## Dataset entries
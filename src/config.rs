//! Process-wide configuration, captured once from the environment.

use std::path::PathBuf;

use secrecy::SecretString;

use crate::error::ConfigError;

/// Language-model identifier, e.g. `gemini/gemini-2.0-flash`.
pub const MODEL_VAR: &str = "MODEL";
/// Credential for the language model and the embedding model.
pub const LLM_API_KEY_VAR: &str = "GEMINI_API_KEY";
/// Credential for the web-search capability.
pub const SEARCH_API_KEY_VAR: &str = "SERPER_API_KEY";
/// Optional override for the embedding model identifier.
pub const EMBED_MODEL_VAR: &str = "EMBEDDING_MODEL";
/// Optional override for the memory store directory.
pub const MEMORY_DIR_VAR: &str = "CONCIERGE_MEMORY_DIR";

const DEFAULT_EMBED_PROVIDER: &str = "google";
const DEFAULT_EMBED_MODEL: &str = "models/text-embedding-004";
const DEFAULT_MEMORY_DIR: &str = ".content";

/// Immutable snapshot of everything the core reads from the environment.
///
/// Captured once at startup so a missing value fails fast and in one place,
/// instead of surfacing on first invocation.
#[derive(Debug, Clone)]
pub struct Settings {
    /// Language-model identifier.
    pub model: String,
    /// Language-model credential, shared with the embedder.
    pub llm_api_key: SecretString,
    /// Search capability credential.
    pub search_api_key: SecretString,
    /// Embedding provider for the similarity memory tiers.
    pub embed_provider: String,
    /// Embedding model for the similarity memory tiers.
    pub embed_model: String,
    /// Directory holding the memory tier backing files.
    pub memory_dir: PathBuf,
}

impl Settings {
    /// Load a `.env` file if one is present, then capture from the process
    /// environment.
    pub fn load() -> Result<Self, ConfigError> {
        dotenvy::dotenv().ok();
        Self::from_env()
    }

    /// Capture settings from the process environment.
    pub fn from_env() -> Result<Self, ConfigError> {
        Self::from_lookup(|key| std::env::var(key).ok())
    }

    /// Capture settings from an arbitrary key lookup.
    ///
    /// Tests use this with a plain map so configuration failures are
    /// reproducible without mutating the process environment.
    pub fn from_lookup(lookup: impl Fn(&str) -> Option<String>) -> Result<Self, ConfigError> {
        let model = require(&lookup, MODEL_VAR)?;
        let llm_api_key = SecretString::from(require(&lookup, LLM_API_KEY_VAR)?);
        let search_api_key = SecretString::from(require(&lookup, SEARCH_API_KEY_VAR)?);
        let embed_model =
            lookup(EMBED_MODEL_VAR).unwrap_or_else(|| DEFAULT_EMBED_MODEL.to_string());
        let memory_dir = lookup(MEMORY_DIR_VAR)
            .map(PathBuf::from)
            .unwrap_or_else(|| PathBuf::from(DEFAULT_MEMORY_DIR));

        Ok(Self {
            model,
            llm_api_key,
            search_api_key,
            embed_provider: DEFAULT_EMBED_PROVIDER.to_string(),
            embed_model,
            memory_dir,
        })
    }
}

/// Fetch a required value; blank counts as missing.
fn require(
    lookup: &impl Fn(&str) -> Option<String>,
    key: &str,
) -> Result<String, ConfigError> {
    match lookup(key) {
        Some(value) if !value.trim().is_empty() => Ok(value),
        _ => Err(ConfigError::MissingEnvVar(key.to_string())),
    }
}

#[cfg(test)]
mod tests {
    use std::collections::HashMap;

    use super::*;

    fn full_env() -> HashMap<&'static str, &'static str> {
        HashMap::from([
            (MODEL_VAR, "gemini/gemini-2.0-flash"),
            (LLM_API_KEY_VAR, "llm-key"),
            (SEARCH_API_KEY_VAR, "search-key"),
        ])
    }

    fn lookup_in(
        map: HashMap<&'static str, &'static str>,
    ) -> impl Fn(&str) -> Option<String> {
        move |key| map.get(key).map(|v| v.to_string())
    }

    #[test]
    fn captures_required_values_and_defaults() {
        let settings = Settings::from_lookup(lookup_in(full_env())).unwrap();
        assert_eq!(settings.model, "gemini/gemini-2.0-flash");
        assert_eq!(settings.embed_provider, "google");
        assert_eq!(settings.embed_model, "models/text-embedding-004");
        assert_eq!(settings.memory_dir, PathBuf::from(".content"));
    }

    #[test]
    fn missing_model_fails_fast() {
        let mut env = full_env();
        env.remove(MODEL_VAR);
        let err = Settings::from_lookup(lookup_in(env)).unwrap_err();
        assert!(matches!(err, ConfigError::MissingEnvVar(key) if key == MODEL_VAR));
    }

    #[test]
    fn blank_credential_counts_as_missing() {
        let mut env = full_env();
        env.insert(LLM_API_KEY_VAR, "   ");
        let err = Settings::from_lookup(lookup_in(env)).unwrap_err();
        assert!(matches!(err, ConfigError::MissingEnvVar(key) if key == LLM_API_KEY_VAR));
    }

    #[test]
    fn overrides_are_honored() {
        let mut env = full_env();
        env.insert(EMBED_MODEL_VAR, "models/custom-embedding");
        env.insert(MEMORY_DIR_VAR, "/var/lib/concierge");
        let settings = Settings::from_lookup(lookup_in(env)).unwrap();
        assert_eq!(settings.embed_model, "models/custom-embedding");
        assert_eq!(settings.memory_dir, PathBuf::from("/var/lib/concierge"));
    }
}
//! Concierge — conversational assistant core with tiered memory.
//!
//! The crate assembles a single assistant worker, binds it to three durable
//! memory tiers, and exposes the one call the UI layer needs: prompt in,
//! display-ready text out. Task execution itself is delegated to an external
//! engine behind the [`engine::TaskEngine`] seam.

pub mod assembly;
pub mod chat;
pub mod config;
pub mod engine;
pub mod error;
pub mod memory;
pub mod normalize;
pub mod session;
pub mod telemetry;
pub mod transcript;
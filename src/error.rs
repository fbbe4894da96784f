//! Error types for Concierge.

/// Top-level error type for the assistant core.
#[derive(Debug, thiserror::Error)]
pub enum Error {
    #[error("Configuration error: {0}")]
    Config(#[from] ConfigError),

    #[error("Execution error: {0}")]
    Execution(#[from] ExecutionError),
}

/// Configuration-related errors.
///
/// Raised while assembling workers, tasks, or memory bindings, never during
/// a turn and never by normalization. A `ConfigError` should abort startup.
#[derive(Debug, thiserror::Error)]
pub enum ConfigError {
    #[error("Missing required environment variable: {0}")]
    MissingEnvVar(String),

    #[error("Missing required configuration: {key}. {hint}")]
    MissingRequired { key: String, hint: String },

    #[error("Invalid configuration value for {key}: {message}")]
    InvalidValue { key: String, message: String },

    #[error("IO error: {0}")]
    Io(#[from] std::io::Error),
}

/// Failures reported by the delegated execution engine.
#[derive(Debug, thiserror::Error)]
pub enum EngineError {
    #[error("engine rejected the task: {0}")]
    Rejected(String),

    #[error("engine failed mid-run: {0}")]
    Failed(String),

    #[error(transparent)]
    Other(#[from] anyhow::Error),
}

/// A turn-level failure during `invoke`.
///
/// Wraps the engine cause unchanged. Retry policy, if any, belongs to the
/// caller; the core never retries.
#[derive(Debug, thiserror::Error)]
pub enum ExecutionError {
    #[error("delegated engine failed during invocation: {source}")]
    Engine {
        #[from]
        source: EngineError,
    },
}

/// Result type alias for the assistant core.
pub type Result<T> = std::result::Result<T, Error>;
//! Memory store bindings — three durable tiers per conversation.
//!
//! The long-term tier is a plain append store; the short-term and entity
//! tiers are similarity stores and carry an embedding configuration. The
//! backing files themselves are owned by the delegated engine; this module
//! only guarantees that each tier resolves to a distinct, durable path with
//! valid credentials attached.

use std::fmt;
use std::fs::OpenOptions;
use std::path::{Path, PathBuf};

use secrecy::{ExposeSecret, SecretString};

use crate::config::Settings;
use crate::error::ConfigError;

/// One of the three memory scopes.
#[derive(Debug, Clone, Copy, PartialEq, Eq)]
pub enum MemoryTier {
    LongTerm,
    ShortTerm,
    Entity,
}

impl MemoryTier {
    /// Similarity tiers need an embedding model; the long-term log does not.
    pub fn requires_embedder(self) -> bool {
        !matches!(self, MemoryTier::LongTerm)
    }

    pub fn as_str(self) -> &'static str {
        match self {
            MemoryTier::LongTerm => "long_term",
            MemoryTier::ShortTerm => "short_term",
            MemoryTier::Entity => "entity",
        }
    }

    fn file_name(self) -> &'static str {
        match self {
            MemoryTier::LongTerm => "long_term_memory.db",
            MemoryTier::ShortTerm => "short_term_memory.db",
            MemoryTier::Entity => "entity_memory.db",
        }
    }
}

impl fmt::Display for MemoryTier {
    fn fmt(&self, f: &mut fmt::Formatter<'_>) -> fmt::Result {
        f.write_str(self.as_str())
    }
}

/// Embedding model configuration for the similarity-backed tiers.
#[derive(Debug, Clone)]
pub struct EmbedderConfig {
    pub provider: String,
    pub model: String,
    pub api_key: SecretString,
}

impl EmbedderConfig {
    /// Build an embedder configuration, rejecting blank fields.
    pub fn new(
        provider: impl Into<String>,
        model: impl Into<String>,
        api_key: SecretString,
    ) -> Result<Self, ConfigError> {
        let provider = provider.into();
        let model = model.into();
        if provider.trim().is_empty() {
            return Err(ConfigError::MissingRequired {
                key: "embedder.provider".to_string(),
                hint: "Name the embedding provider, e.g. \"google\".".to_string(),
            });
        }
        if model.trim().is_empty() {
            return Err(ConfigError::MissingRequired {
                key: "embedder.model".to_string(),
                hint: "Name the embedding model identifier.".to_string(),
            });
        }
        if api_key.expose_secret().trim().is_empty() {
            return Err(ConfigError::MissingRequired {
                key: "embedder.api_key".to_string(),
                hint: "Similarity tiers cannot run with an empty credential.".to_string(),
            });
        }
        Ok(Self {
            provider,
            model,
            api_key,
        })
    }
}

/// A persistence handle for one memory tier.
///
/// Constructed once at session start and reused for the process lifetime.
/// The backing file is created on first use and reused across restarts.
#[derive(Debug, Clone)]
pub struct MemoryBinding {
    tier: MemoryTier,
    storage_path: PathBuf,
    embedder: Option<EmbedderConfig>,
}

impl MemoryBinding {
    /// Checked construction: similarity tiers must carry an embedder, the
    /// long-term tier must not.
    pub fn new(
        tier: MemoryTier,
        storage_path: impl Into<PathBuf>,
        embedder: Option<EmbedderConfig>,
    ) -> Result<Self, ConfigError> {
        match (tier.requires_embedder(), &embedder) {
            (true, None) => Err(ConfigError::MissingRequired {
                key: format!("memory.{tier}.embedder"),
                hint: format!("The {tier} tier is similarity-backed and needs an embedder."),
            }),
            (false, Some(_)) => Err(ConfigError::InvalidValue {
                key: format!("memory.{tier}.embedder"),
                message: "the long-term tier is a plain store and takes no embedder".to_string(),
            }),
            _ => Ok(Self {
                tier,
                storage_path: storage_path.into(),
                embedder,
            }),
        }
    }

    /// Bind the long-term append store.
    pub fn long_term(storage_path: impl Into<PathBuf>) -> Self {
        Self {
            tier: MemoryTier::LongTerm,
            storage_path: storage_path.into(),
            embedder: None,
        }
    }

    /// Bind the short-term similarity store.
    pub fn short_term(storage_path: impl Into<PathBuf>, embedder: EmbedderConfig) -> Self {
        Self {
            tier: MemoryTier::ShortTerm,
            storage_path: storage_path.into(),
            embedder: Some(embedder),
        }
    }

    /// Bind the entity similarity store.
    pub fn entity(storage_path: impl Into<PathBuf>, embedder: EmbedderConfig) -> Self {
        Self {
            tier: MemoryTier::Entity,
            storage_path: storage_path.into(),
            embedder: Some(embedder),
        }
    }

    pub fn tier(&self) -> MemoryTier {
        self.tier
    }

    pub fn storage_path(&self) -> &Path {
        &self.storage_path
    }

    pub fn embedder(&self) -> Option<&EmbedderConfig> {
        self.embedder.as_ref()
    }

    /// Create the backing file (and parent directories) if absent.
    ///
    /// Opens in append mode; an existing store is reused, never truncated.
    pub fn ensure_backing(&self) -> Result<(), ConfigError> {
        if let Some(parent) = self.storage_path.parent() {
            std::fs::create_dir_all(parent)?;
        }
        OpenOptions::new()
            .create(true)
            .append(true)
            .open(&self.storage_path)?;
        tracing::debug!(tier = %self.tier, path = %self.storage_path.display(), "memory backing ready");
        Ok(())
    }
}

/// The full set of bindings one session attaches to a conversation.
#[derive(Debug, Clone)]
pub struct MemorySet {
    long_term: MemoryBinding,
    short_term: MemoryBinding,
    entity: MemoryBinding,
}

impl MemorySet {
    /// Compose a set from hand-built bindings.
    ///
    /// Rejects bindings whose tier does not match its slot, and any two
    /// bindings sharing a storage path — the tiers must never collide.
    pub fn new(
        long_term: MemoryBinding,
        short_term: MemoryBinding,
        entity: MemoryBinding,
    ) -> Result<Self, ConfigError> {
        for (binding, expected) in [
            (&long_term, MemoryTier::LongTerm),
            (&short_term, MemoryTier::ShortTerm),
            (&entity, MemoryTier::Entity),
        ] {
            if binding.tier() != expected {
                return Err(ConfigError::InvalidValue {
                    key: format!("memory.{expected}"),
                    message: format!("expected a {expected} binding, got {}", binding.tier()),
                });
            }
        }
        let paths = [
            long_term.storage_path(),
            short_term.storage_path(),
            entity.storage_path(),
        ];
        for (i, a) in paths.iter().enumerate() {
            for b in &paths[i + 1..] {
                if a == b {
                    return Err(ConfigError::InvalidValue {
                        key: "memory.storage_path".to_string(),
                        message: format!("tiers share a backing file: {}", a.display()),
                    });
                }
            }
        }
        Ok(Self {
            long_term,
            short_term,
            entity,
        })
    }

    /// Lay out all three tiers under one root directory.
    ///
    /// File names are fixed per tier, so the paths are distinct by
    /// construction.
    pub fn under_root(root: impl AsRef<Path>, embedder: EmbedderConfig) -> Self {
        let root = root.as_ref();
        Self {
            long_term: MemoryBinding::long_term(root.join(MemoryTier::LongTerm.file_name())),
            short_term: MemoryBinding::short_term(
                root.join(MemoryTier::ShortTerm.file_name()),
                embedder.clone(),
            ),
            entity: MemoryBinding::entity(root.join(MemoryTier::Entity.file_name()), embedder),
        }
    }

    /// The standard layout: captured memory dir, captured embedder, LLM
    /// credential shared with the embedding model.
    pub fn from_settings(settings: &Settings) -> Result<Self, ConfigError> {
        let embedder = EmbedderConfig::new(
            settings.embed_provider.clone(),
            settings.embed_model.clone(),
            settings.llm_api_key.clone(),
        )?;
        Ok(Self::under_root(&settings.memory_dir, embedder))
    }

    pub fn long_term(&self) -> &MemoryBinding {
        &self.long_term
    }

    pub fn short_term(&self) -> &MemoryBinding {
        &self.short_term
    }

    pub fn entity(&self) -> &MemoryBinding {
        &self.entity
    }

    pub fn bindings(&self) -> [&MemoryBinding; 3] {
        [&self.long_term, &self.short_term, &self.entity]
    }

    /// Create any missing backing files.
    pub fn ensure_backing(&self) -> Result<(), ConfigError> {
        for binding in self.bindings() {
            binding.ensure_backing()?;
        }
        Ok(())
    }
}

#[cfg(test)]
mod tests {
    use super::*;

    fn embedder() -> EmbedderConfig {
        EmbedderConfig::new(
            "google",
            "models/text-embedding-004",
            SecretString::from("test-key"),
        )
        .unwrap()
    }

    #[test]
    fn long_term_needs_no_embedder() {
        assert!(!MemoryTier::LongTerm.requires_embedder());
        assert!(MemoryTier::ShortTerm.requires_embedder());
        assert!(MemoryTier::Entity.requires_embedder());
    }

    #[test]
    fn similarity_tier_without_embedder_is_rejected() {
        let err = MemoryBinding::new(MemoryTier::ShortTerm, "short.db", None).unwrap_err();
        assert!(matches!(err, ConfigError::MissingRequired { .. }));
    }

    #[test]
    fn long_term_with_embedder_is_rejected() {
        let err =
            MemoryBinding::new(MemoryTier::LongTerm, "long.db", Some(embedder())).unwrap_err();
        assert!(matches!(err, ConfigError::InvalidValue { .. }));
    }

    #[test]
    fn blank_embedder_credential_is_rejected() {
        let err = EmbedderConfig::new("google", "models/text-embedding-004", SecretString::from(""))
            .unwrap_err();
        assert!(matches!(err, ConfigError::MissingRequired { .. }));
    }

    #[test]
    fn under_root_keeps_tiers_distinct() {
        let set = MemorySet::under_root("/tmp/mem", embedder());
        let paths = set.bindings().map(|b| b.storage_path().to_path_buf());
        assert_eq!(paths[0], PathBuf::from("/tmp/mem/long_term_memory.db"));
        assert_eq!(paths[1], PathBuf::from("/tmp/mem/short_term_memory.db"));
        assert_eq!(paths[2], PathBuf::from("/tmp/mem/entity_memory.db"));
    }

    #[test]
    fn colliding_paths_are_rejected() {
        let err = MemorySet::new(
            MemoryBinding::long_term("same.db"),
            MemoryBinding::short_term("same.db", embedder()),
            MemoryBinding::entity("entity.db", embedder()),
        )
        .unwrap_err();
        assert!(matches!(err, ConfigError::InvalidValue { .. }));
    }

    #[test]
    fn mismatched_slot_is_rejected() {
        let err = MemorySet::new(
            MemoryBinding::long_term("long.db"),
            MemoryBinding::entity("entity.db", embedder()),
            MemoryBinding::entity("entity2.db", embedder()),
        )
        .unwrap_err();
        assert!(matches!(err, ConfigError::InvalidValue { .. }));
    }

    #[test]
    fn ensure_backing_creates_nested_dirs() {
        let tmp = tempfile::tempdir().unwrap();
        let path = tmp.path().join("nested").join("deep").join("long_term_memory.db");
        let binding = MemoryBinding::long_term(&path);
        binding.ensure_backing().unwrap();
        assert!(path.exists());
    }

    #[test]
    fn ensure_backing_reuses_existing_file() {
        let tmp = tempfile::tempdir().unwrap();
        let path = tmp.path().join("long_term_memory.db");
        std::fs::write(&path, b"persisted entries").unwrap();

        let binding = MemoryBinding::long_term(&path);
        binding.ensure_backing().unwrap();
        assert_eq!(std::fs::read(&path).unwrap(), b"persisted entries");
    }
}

## What you will do
Above are the entries. Copy exactly the part that opens with the line containing "reads from the environment." and closes with the line containing "with the embedder.", and no more.

## Exercise result
/// Immutable snapshot of everything the core reads from the environment.
///
/// Captured once at startup so a missing value fails fast and in one place,
/// instead of surfacing on first invocation.
#[derive(Debug, Clone)]
pub struct Settings {
    /// Language-model identifier.
    pub model: String,
    /// Language-model credential, shared with the embedder.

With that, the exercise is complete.